On opening night, in the fall of 2011, we anticipated a few hundred students, and when we arrived, I was shocked to see lines snaking out both sides of the building, right under the gleaming white lantern.

“How many students are here?” I asked Glenn.

“They stopped counting at twenty-five hundred,” he said.

Inside, the students laughed, smiled, picked their jaws up from the floor, absorbing everything from the work; sculptures and reliefs by Liza Lou; portraits by Kehinde Wiley; a SCAD-commissioned video installation by Bill Viola; another site-specific sculptural installation by Kendall Buster; and selections from the Walter O. Evans Collection of African American Art by Jacob Lawrence, Aaron Douglas, and nearly forty more artists. All night, I overheard bits of jubilant conversation among the students, who couldn’t believe we’d made this for them.

I was swept away in a surge of joyful tears, my hand grabbed by faculty friends who wanted to show me a favorite piece, my arms enveloping Walter, and plenty of high fives from members of the university’s Design Group team, who’d dedicated two years to this sublime work of art and architecture.

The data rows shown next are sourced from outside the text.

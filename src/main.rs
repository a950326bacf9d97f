use glam::{Quat, Vec3};
use hecs::World;
use rand::rngs::SmallRng;
use rand::{Rng, SeedableRng};

use light_culling::light::{AreaShape, LightKind, LightModule, LightSource, ShadowSlots};
use light_culling::renderer::{GpuContext, TileBinningPass};
use light_culling::sampling::Sampling;
use light_culling::scene::{
    sync_world_lights, Camera, LightComponent, Transform, TransformComponent,
};
use light_culling::settings::LightSettings;

const LIGHT_COUNT: usize = 400;
const FRAME_COUNT: u32 = 6;
const DESPAWN_FRAME: u32 = 2;

fn random_light(rng: &mut SmallRng) -> (LightComponent, TransformComponent) {
    let color = Vec3::new(rng.gen(), rng.gen(), rng.gen());
    let energy = rng.gen_range(10.0..500.0);
    let source = match rng.gen_range(0..6) {
        0 => LightSource::spot(color, energy, rng.gen_range(0.2..2.5), rng.gen()),
        1 => LightSource::area(AreaShape::Rectangle, color, energy, 1.0, 0.5),
        2 => LightSource::area(AreaShape::Disk, color, energy, 0.8, 0.8),
        3 if rng.gen_bool(0.05) => LightSource::sun(color, 2.0, 0.01),
        _ => LightSource::point(color, energy, rng.gen_range(0.05..0.5)),
    };
    let source = if rng.gen_bool(0.1) {
        source.with_shadow(1.0)
    } else {
        source
    };

    let position = Vec3::new(
        rng.gen_range(-40.0..40.0),
        rng.gen_range(0.0..10.0),
        rng.gen_range(-60.0..20.0),
    );
    let transform = if matches!(source.kind, LightKind::Spot | LightKind::Sun) {
        let target = Vec3::new(rng.gen_range(-20.0..20.0), 0.0, rng.gen_range(-40.0..0.0));
        Transform::from_translation(position).looking_at(target, Vec3::Y)
    } else {
        Transform::from_trs(
            position,
            Quat::from_rotation_x(rng.gen_range(-1.5..0.0)),
            Vec3::ONE,
        )
    };
    (LightComponent(source), TransformComponent(transform))
}

fn main() {
    light_culling::init_logging();

    let settings = LightSettings::load_from_path("light_settings.json");
    let context = match pollster::block_on(GpuContext::headless()) {
        Ok(context) => context,
        Err(err) => {
            eprintln!("Application error: {err}");
            return;
        }
    };

    let mut rng = SmallRng::seed_from_u64(7);
    let mut world = World::new();
    let entities: Vec<_> = (0..LIGHT_COUNT)
        .map(|_| world.spawn(random_light(&mut rng)))
        .collect();

    let pass = TileBinningPass::new(&context.device, &context.queue);
    let mut module = LightModule::new(pass, &settings);
    let mut shadows = ShadowSlots::new(settings.shadow_slot_count);
    let mut sampling = Sampling::new();

    let camera = Camera {
        eye: Vec3::new(0.0, 5.0, 15.0),
        target: Vec3::new(0.0, 2.0, 0.0),
        ..Camera::default()
    };
    let resolution = settings.resolution;

    for frame in 0..FRAME_COUNT {
        if frame == DESPAWN_FRAME {
            for &entity in entities.iter().step_by(3) {
                if let Err(err) = world.despawn(entity) {
                    log::warn!("Failed to despawn light {:?}: {}", entity, err);
                }
            }
            log::info!("Frame {frame}: despawned a third of the lights");
        }

        let purged = sync_world_lights(&world, &mut module, &settings, &mut shadows, &mut sampling);
        if frame > 0 && sampling.is_reset() {
            log::info!("Frame {frame}: light set changed, accumulation restarted");
        }

        let view = camera.culling_view(resolution.aspect());
        module.set_view(&view, resolution.extent());

        let mut visible = 0;
        for batch in module.batch_range() {
            let binding = module.bind_batch(batch);
            visible += binding.culling_data.items_count;
        }
        sampling.step();

        log::info!(
            "Frame {frame}: {} lights, {visible} visible in {} batches, {purged} purged, \
             {} shadows, sample {}",
            module.lights().len(),
            module.batch_range().len(),
            shadows.used_count(),
            sampling.sample_index()
        );
    }

    log::info!(
        "Done: {} tile pass allocations, {} sampling resets",
        module.culling_pass().allocation_count(),
        sampling.reset_count()
    );
}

The SCAD Museum of Art would go on to be featured on CNN, in magazines and newspapers, the critics swooning, the public raving, the students gasping, and the building receiv­ing accolade after accolade, including the American Institute of Architects’ National Honor Award for Architecture. Christian, too, was honored with the AIA Young Architects Award. In the four years since it opened, tens of thousands of visitors have rejoiced in their experience on this sacred ground. The whole precinct around the museum has seen new life. What was once a ruined plat of careworn desolation is now full of life, students walking to class, back to their rooms, to dream dreams born in these old walls that long ago we raced to rescue.

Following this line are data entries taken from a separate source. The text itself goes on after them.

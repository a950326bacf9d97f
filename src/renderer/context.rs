use thiserror::Error;

#[derive(Debug, Error)]
pub enum GpuContextError {
    #[error("no suitable GPU adapter: {0}")]
    Adapter(#[from] wgpu::RequestAdapterError),
    #[error("failed to create GPU device: {0}")]
    Device(#[from] wgpu::RequestDeviceError),
}

/// Device and queue without a presentation surface.
pub struct GpuContext {
    pub device: wgpu::Device,
    pub queue: wgpu::Queue,
    pub adapter_info: wgpu::AdapterInfo,
}

impl GpuContext {
    pub async fn headless() -> Result<Self, GpuContextError> {
        let instance = wgpu::Instance::new(&wgpu::InstanceDescriptor {
            backends: wgpu::Backends::all(),
            ..Default::default()
        });

        let adapter = instance
            .request_adapter(&wgpu::RequestAdapterOptions {
                power_preference: wgpu::PowerPreference::HighPerformance,
                compatible_surface: None,
                force_fallback_adapter: false,
            })
            .await?;

        let adapter_info = adapter.get_info();
        log::info!("Using adapter: {:?}", adapter_info.name);
        log::info!("Using backend: {:?}", adapter_info.backend);

        let (device, queue) = adapter
            .request_device(&wgpu::DeviceDescriptor {
                label: Some("Light Culling Device"),
                ..Default::default()
            })
            .await?;

        Ok(Self {
            device,
            queue,
            adapter_info,
        })
    }
}
use glam::UVec2;

use super::{
    Cullable, CullingData, CullingRenderPass, CULLING_ITEM_BATCH, CULLING_TILE_SIZE,
    CULLING_ZBIN_COUNT,
};

/// Compact handle sorted in place of the source item.
#[derive(Clone, Copy, Debug, PartialEq)]
pub struct ItemHandle {
    /// Index inside the item source.
    pub source_index: u32,
    /// Signed Z distance along the camera Z axis.
    pub z_dist: f32,
    pub radius: f32,
}

/// Up to [`CULLING_ITEM_BATCH`] items, their Z bins and tile texture.
///
/// Use through [`super::CullingStructure`].
pub struct CullingBatch<T: Cullable, P: CullingRenderPass> {
    item_handles: Vec<ItemHandle>,
    /// Z ordered payloads.
    item_data: Vec<T::Data>,
    culling_data: Box<CullingData>,
    extent: UVec2,
    tile_res: UVec2,
    resources: Option<P::Resources>,
}

impl<T: Cullable, P: CullingRenderPass> Default for CullingBatch<T, P> {
    fn default() -> Self {
        Self::new()
    }
}

impl<T: Cullable, P: CullingRenderPass> CullingBatch<T, P> {
    pub fn new() -> Self {
        Self {
            item_handles: Vec::with_capacity(CULLING_ITEM_BATCH),
            item_data: Vec::with_capacity(CULLING_ITEM_BATCH),
            culling_data: Box::default(),
            extent: UVec2::ONE,
            tile_res: UVec2::ONE,
            resources: None,
        }
    }

    /// Clears the batch for a new view of `extent` pixels.
    ///
    /// The tile texture follows the new grid at the next [`Self::finalize`].
    pub fn init(&mut self, extent: UVec2) {
        self.item_handles.clear();

        let extent = extent.max(UVec2::ONE);
        self.extent = extent;
        self.tile_res = UVec2::new(
            extent.x.div_ceil(CULLING_TILE_SIZE),
            extent.y.div_ceil(CULLING_TILE_SIZE),
        );

        self.culling_data.tile_size = CULLING_TILE_SIZE;
        self.culling_data.tile_to_uv_fac = [
            CULLING_TILE_SIZE as f32 / extent.x as f32,
            CULLING_TILE_SIZE as f32 / extent.y as f32,
        ];
    }

    pub fn insert(&mut self, index: u32, z_dist: f32, radius: f32) {
        debug_assert!(!self.is_full(), "culling batch overflow");
        self.item_handles.push(ItemHandle {
            source_index: index,
            z_dist,
            radius,
        });
    }

    pub fn is_full(&self) -> bool {
        self.item_handles.len() == CULLING_ITEM_BATCH
    }

    pub fn len(&self) -> usize {
        self.item_handles.len()
    }

    pub fn is_empty(&self) -> bool {
        self.item_handles.is_empty()
    }

    /// Sorts the items, builds the Z bins, uploads and runs the 2D culling pass.
    ///
    /// `near_z` and `far_z` are signed view-space depths.
    pub fn finalize(&mut self, culling_pass: &mut P, item_source: &[T], near_z: f32, far_z: f32) {
        let data = &mut *self.culling_data;
        data.zbin_scale = -(CULLING_ZBIN_COUNT as f32) / (far_z - near_z).abs();
        data.zbin_bias = -near_z * data.zbin_scale;

        // Farthest along the camera Z axis first.
        self.item_handles
            .sort_unstable_by(|a, b| b.z_dist.total_cmp(&a.z_dist));

        for bin in 0..CULLING_ZBIN_COUNT {
            data.set_zbin_range(bin, (CULLING_ITEM_BATCH - 1) as u16, 0);
        }

        self.item_data.clear();
        for (item_idx, handle) in self.item_handles.iter().enumerate() {
            self.item_data
                .push(item_source[handle.source_index as usize].gpu_data());

            let z_min = data.z_to_zbin(handle.z_dist + handle.radius).max(0);
            let z_max = data
                .z_to_zbin(handle.z_dist - handle.radius)
                .min(CULLING_ZBIN_COUNT as i32 - 1);

            let item_idx = item_idx as u16;
            for bin in z_min..=z_max {
                let bin = bin as usize;
                let (min, max) = data.zbin_range(bin);
                data.set_zbin_range(bin, min.min(item_idx), max.max(item_idx));
            }
        }
        data.items_count = self.item_handles.len() as u32;

        culling_pass.ensure_resources(&mut self.resources, self.tile_res);
        if let Some(resources) = self.resources.as_mut() {
            culling_pass.upload(
                resources,
                bytemuck::cast_slice(&self.item_data),
                &self.culling_data,
            );
            culling_pass.render(resources);
        } else {
            log::warn!("Culling pass provided no resources; skipping 2D culling");
        }
    }

    /// Handles in their current order. Z sorted after [`Self::finalize`].
    pub fn item_handles(&self) -> &[ItemHandle] {
        &self.item_handles
    }

    pub fn item_data(&self) -> &[T::Data] {
        &self.item_data
    }

    pub fn culling_data(&self) -> &CullingData {
        &self.culling_data
    }

    pub fn extent(&self) -> UVec2 {
        self.extent
    }

    pub fn tile_resolution(&self) -> UVec2 {
        self.tile_res
    }

    pub fn resources(&self) -> Option<&P::Resources> {
        self.resources.as_ref()
    }

    pub fn binding(&self) -> BatchBinding<'_, T::Data, P::Resources> {
        BatchBinding {
            item_data: &self.item_data,
            culling_data: &self.culling_data,
            resources: self.resources.as_ref(),
        }
    }
}

/// Everything the shading stage binds for one batch.
pub struct BatchBinding<'a, D, R> {
    pub item_data: &'a [D],
    pub culling_data: &'a CullingData,
    /// `None` until the batch was finalized once.
    pub resources: Option<&'a R>,
}
use glam::{Mat4, Quat, Vec3};

#[derive(Clone, Copy, Debug, PartialEq)]
pub struct Transform {
    pub translation: Vec3,
    pub rotation: Quat,
    pub scale: Vec3,
}

impl Default for Transform {
    fn default() -> Self {
        Self::IDENTITY
    }
}

impl Transform {
    pub const IDENTITY: Self = Self {
        translation: Vec3::ZERO,
        rotation: Quat::IDENTITY,
        scale: Vec3::ONE,
    };

    pub fn matrix(&self) -> Mat4 {
        Mat4::from_scale_rotation_translation(self.scale, self.rotation, self.translation)
    }

    pub fn from_trs(t: Vec3, r: Quat, s: Vec3) -> Self {
        Self {
            translation: t,
            rotation: r,
            scale: s,
        }
    }

    pub fn from_translation(translation: Vec3) -> Self {
        Self {
            translation,
            ..Self::IDENTITY
        }
    }

    /// Rotates so that local -Z, the emission axis of spot and sun lights, faces `target`.
    pub fn looking_at(mut self, target: Vec3, up: Vec3) -> Self {
        let forward = target - self.translation;
        if forward.length_squared() <= 1e-12 {
            return self;
        }
        let view = Mat4::look_at_rh(self.translation, target, up);
        let (_, rotation, _) = view.inverse().to_scale_rotation_translation();
        self.rotation = rotation;
        self
    }
}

I still think of the Crafts, their powerfully courageous, creative act of freedom. And I think of the enormous hearts and visions of Savannahians like Walter and Linda and Bob and Alice Jepson and many, many others over the years who have helped make it possible for Savannah to sail proudly into another century by preserving the best of its past, and pushing on toward an even more remarkable future.

Not long ago, Glenn and I were in the car on our way to an exhibition of Oscar de la Renta’s work in the André Leon Talley Gallery, the museum’s lantern shining brightly across the city skyline, and I had to laugh.

To think, someone had wanted to make it a parking garage.